En février 2016, alors que démarre le Black History Month, Beyoncé sort Formation. Avec son rythme trap au ralenti et sa basse minimaliste, le morceau se pose comme un chant d’affirmation noire. Ce que Beyoncé confirme avec une vidéo qui, plus explicitement encore que la musique, assume sa charge politique. Elle y apparaît trônant sur le toit d’une voiture de police, dans une rue inondée de La Nouvelle-Orléans, après le passage de l’ouragan Katrina. Alors qu’un gamin danse devant un cordon de policiers, un graffiti implore sur un mur: “Arrêtez de nous tirer dessus”

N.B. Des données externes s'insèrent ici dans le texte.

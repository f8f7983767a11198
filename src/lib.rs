pub mod app;
pub mod audit;
pub mod cli;
pub mod config;
pub mod dataset;
pub mod description;
pub mod error;
pub mod linker;
pub mod reconcile;
pub mod registry;
pub mod report;
pub mod schema;
pub mod test_utils;

pub use error::{CatalogError, Result};

/// Package version from Cargo.toml.
pub const VERSION: &str = env!("CARGO_PKG_VERSION");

Dans la foulée, Beyoncé interprétera le morceau lors de la mi-temps du Superbowl. à ses côtés, une troupe de danseuses noires arborant le béret des Black Panthers… Il n’en faut pas davantage pour qu’une série de politiciens conservateurs montent dans les tours. Un syndicat policier appellera même au boycott de Beyoncé. Pas de quoi décontenancer la star, qui fera de la revendication.. un t-shirt, disponible au stand merchandising de la tournée qui suivra. “If life gives you lemons, make lemonade”, qu’elle disait…

4. De mère en fille – Brown Skin Girl (2020)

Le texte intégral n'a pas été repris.